┌──
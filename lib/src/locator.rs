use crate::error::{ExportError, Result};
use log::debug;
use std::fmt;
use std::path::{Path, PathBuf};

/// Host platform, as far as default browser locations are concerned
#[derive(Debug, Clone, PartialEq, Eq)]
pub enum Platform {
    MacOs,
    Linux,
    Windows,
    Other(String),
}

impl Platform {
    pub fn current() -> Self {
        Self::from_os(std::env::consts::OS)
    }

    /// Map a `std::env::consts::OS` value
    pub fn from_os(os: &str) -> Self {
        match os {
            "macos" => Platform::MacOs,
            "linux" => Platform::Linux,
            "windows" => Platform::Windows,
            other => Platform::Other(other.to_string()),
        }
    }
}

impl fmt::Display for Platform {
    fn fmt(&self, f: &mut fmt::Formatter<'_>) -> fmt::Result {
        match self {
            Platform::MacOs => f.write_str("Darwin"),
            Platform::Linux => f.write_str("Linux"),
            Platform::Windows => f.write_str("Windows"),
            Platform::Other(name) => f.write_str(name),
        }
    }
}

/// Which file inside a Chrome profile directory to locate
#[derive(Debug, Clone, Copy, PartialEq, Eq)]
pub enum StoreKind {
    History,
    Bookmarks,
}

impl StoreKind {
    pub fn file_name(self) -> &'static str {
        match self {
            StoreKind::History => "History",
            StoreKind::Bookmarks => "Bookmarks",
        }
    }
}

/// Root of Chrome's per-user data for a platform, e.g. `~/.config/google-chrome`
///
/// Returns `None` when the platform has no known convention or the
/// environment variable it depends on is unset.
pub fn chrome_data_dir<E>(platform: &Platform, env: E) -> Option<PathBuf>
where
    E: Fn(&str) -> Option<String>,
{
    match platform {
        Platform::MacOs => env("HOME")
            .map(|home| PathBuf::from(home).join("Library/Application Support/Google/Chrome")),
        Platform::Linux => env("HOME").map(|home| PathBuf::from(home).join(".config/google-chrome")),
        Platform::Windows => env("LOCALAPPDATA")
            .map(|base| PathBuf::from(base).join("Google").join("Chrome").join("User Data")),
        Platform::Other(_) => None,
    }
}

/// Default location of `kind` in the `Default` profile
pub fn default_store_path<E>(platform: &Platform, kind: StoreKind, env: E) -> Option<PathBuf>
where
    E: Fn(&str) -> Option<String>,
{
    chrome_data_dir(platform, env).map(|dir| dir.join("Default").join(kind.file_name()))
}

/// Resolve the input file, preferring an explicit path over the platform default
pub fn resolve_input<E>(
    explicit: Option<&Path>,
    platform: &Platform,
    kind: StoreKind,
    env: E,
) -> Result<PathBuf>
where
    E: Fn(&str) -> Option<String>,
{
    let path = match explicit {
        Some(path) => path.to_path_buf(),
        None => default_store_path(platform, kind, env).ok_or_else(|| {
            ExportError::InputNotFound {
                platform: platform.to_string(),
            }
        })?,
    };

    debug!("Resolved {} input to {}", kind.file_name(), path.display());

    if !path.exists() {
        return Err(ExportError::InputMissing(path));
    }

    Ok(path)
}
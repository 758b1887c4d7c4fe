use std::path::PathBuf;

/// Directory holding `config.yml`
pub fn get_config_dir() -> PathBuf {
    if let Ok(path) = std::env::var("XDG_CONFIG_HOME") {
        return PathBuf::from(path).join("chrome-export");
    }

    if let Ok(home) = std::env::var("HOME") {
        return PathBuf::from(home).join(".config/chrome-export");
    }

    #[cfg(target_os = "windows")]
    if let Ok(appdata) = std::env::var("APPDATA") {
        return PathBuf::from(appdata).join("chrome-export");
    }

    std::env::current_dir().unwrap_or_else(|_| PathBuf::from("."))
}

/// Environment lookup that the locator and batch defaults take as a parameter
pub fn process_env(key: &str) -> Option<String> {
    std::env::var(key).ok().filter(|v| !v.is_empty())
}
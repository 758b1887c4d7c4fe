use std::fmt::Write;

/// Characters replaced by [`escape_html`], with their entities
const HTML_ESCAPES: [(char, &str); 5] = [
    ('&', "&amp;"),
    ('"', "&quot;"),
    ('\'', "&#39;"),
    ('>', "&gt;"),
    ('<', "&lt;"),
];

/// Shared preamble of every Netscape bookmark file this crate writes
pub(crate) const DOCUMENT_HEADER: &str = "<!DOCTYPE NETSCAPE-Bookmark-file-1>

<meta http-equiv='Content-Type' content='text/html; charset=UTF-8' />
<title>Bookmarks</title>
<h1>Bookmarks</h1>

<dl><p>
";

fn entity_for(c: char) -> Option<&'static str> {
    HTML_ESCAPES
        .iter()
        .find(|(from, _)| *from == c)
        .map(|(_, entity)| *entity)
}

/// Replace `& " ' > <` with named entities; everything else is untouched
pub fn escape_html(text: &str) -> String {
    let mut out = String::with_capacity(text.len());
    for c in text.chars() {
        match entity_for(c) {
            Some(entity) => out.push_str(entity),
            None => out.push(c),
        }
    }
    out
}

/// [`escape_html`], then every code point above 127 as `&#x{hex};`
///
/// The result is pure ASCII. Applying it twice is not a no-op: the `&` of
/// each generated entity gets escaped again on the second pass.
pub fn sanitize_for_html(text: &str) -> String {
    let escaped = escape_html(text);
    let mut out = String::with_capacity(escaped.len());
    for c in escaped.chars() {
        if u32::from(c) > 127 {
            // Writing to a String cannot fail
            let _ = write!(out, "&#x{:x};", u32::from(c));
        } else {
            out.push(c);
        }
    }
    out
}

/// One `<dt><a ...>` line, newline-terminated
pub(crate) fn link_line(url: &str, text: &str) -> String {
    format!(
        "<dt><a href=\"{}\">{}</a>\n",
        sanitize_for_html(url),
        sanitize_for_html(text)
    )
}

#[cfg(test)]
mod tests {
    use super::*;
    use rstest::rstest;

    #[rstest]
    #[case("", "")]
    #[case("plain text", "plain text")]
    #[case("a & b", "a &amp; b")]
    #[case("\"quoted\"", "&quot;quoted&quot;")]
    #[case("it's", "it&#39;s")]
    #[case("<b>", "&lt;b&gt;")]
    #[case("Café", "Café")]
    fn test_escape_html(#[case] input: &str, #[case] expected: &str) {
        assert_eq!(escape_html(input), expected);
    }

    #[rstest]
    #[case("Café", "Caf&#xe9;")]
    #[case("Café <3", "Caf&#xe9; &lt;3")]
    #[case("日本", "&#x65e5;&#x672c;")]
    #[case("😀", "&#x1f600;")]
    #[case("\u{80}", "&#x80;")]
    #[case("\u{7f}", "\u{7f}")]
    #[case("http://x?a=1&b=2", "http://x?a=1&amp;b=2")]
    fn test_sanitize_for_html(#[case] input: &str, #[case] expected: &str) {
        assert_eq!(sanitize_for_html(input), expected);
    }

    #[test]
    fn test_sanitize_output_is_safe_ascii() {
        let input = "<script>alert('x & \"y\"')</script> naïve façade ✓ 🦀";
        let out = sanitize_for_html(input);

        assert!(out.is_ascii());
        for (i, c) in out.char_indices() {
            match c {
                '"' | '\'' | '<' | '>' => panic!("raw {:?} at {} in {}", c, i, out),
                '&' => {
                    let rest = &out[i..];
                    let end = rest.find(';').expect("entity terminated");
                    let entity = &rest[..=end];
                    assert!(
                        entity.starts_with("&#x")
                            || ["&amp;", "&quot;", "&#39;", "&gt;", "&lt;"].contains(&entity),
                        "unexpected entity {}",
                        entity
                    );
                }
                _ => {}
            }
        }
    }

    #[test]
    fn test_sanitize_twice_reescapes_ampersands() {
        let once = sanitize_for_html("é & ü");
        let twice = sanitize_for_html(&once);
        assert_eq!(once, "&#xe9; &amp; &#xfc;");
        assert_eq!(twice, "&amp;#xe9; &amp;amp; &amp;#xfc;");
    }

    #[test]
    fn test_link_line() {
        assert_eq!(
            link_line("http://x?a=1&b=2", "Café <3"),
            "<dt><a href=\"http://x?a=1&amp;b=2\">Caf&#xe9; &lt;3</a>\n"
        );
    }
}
└──
» Work instruction
Please copy every line of the data that carries the string "ExportError".

» Problem solution
use crate::error::{ExportError, Result};
            ExportError::InputNotFound {
        return Err(ExportError::InputMissing(path));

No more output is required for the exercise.